Jim Wright succeeded O’Neill in 1987 as speaker of the House and resigned two years later amid an ethics investigation. Why is Wright’s resignation such an important event in modern American political history?

Wright was the first speaker to resign, which makes it an important event in the history of Congress. But the resignation also marks the beginning of an era of instability and volatility in the internal life of Congress.

Also, this was the moment Newt Gingrich became a power broker in the Republican Party. He moves from being seen as a political bomb-thrower, a Joe McCarthy kind of figure, to being part of the Republican leadership. He’s elected minority whip. And this led us toward the road we are on today. His style of politics has now been accepted as effective.

 

Photo of Julian Zelizer
Julian Zelizer ’91

Where do you see Gingrich’s style of politics at work?

We have unrestrained partisanship without any guardrails. You can do anything to your opponents, say anything about your opponents. You can take any basic process of government and use it for partisan war.

All this is right out of Gingrich’s playbook. He argued Republicans had to prioritize partisanship above all else. They didn’t have to balance that with the needs of governance. They didn’t have to balance that with the health of our democratic institutions. Gingrich said, “Put all that aside.” This is very much what you see in Republican politics today.

A lot of what Gingrich did was done under the guise of rooting out corruption. Do you think he ever really believed he was doing that?

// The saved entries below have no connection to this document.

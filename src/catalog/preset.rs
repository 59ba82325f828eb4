//! Mood presets and their tone parameters

use anyhow::{bail, Result};
use serde::{Deserialize, Serialize};

use crate::synth::Waveform;

/// Largest gain a single tone may carry
pub const MAX_TONE_GAIN: f64 = 0.1;

/// Summed tone gains must stay at or below this to avoid clipping
pub const MAX_TOTAL_GAIN: f64 = 1.0;

/// Synthesis parameters for one tone of a preset
#[derive(Debug, Clone, PartialEq, Serialize, Deserialize)]
pub struct ToneParameters {
    /// Oscillator frequency in Hz
    pub frequency_hz: f64,

    /// Oscillator shape (default: sine)
    #[serde(default = "default_waveform")]
    pub waveform: Waveform,

    /// Level the tone fades up to, in (0, 0.1]
    pub relative_gain: f64,

    /// Optional low-pass cutoff in Hz
    #[serde(default, skip_serializing_if = "Option::is_none")]
    pub cutoff_hz: Option<f64>,
}

fn default_waveform() -> Waveform {
    Waveform::Sine
}

impl ToneParameters {
    pub fn new(frequency_hz: f64, waveform: Waveform, relative_gain: f64) -> Self {
        Self {
            frequency_hz,
            waveform,
            relative_gain,
            cutoff_hz: None,
        }
    }

    pub fn with_cutoff(mut self, cutoff_hz: f64) -> Self {
        self.cutoff_hz = Some(cutoff_hz);
        self
    }
}

/// A named bundle of tones representing one mood
#[derive(Debug, Clone, PartialEq, Serialize, Deserialize)]
pub struct MoodPreset {
    /// Short unique token, e.g. "focus"
    pub id: String,

    /// Human-readable label
    pub display_name: String,

    /// One-word mood label
    #[serde(default)]
    pub mood: String,

    /// Suggestion text shown to the listener
    #[serde(default)]
    pub description: String,

    /// Tones sounded together, in order
    pub tones: Vec<ToneParameters>,
}

impl MoodPreset {
    pub fn new(
        id: impl Into<String>,
        display_name: impl Into<String>,
        mood: impl Into<String>,
        description: impl Into<String>,
        tones: Vec<ToneParameters>,
    ) -> Self {
        Self {
            id: id.into(),
            display_name: display_name.into(),
            mood: mood.into(),
            description: description.into(),
            tones,
        }
    }

    /// Sum of all tone gains
    pub fn total_gain(&self) -> f64 {
        self.tones.iter().map(|t| t.relative_gain).sum()
    }

    /// Check the preset can be played without clipping
    pub fn validate(&self) -> Result<()> {
        if self.id.trim().is_empty() {
            bail!("Preset id must not be empty");
        }
        if self.tones.is_empty() {
            bail!("Preset '{}' has no tones", self.id);
        }

        for (i, tone) in self.tones.iter().enumerate() {
            if !(tone.frequency_hz > 0.0 && tone.frequency_hz <= 20000.0) {
                bail!(
                    "Preset '{}' tone {}: frequency must be between 0 and 20000 Hz",
                    self.id,
                    i
                );
            }
            if !(tone.relative_gain > 0.0 && tone.relative_gain <= MAX_TONE_GAIN) {
                bail!(
                    "Preset '{}' tone {}: gain must be in (0, {}]",
                    self.id,
                    i,
                    MAX_TONE_GAIN
                );
            }
            if let Some(cutoff) = tone.cutoff_hz {
                if !(20.0..=20000.0).contains(&cutoff) {
                    bail!(
                        "Preset '{}' tone {}: cutoff must be between 20 and 20000 Hz",
                        self.id,
                        i
                    );
                }
            }
        }

        if self.total_gain() > MAX_TOTAL_GAIN {
            bail!(
                "Preset '{}' gains sum to {:.3}, above {}",
                self.id,
                self.total_gain(),
                MAX_TOTAL_GAIN
            );
        }

        Ok(())
    }
}

/// Gain ladder for the built-in presets: 0.03, 0.04, 0.05, ...
fn ladder(index: usize) -> f64 {
    0.03 + index as f64 * 0.01
}

fn tones(spec: &[(f64, Waveform)]) -> Vec<ToneParameters> {
    spec.iter()
        .enumerate()
        .map(|(i, &(hz, waveform))| ToneParameters::new(hz, waveform, ladder(i)))
        .collect()
}

/// The four presets shipped with murmur
pub fn builtin_presets() -> Vec<MoodPreset> {
    use Waveform::*;

    let mut nature = tones(&[(110.0, Sine), (165.0, Triangle), (220.0, Sine)]);
    nature.push(ToneParameters::new(55.0, Sawtooth, ladder(3)).with_cutoff(400.0));

    vec![
        MoodPreset::new(
            "focus",
            "Deep Focus",
            "productive",
            "Perfect for coding and deep work",
            tones(&[(220.0, Sine), (330.0, Sine), (440.0, Triangle)]),
        ),
        MoodPreset::new(
            "creative",
            "Creative Flow",
            "inspirational",
            "Enhances creative thinking",
            tones(&[(261.63, Sine), (329.63, Triangle), (392.0, Sine)]),
        ),
        MoodPreset::new(
            "calm",
            "Mindful Peace",
            "peaceful",
            "Reduces stress and promotes wellness",
            tones(&[(174.0, Sine), (258.0, Sine), (348.0, Sine)]),
        ),
        MoodPreset::new(
            "nature",
            "Forest Therapy",
            "natural",
            "Connects you with nature",
            nature,
        ),
    ]
}
//! Linear gain ramp
//!
//! Fades a tone in from silence to its target level, then holds.

/// Ramp stage
#[derive(Debug, Clone, Copy, PartialEq)]
pub enum RampStage {
    Rising,
    Holding,
}

/// Linear fade-in from 0.0 to a target gain
#[derive(Debug, Clone)]
pub struct GainRamp {
    target: f64,
    step: f64,
    level: f64,
    stage: RampStage,
}

impl GainRamp {
    /// Create a ramp reaching `target` after `ramp_samples` samples.
    /// A zero-length ramp jumps straight to the target.
    pub fn new(target: f64, ramp_samples: usize) -> Self {
        if ramp_samples == 0 {
            return Self {
                target,
                step: 0.0,
                level: target,
                stage: RampStage::Holding,
            };
        }

        Self {
            target,
            step: target / ramp_samples as f64,
            level: 0.0,
            stage: RampStage::Rising,
        }
    }

    pub fn target(&self) -> f64 {
        self.target
    }

    pub fn stage(&self) -> RampStage {
        self.stage
    }

    /// Current level without advancing
    pub fn level(&self) -> f64 {
        self.level
    }

    /// Return the current level, then advance one sample
    pub fn process(&mut self) -> f64 {
        let current = self.level;

        if self.stage == RampStage::Rising {
            self.level += self.step;
            if self.level >= self.target {
                self.level = self.target;
                self.stage = RampStage::Holding;
            }
        }

        current
    }
}

#[cfg(test)]
mod tests {
    use super::*;

    #[test]
    fn test_ramp_starts_silent() {
        let mut ramp = GainRamp::new(0.05, 100);
        assert_eq!(ramp.stage(), RampStage::Rising);
        assert_eq!(ramp.process(), 0.0);
    }

    #[test]
    fn test_ramp_is_linear() {
        let mut ramp = GainRamp::new(0.1, 10);
        let levels: Vec<f64> = (0..11).map(|_| ramp.process()).collect();

        for (i, level) in levels.iter().enumerate() {
            assert!((level - 0.01 * i as f64).abs() < 1e-9, "sample {}: {}", i, level);
        }
    }

    #[test]
    fn test_ramp_holds_at_target() {
        let mut ramp = GainRamp::new(0.04, 441);
        for _ in 0..1000 {
            ramp.process();
        }

        assert_eq!(ramp.stage(), RampStage::Holding);
        assert_eq!(ramp.level(), 0.04);
        assert_eq!(ramp.process(), 0.04);
    }

    #[test]
    fn test_zero_length_ramp() {
        let mut ramp = GainRamp::new(0.03, 0);
        assert_eq!(ramp.stage(), RampStage::Holding);
        assert_eq!(ramp.process(), 0.03);
    }

    #[test]
    fn test_ramp_never_overshoots() {
        let mut ramp = GainRamp::new(0.07, 3);
        for _ in 0..10 {
            assert!(ramp.process() <= 0.07);
        }
    }
}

I think he believed what he said. At some level, he internalized the argument that he was a warrior against political corruption. The thing is, he didn’t live by those principles at all. He was constantly being charged with pretty serious ethical violations as he was accusing Democrats of being unethical. He never insisted on any kind of purity within his own party when it had power. And so even if, on some level, he believed what he was saying, there’s a certain sadness to this, because he didn’t practice what he preached.

When Gingrich became speaker after the 1994 Republican takeover of Congress, the Republicans accelerated many of the worst trends we had seen, like money in politics and lobbying in politics. There was no effort to cleanse the system.

Did Gingrich influence Donald Trump?

President Trump is the ultimate practitioner of Gingrich politics. He is willing to say all sorts of things that are considered out of bounds in legitimate politics. He’s willing to politicize every single element of the executive branch for his purposes. He’s very much, even though he himself might not think this, a protégé of Newt Gingrich.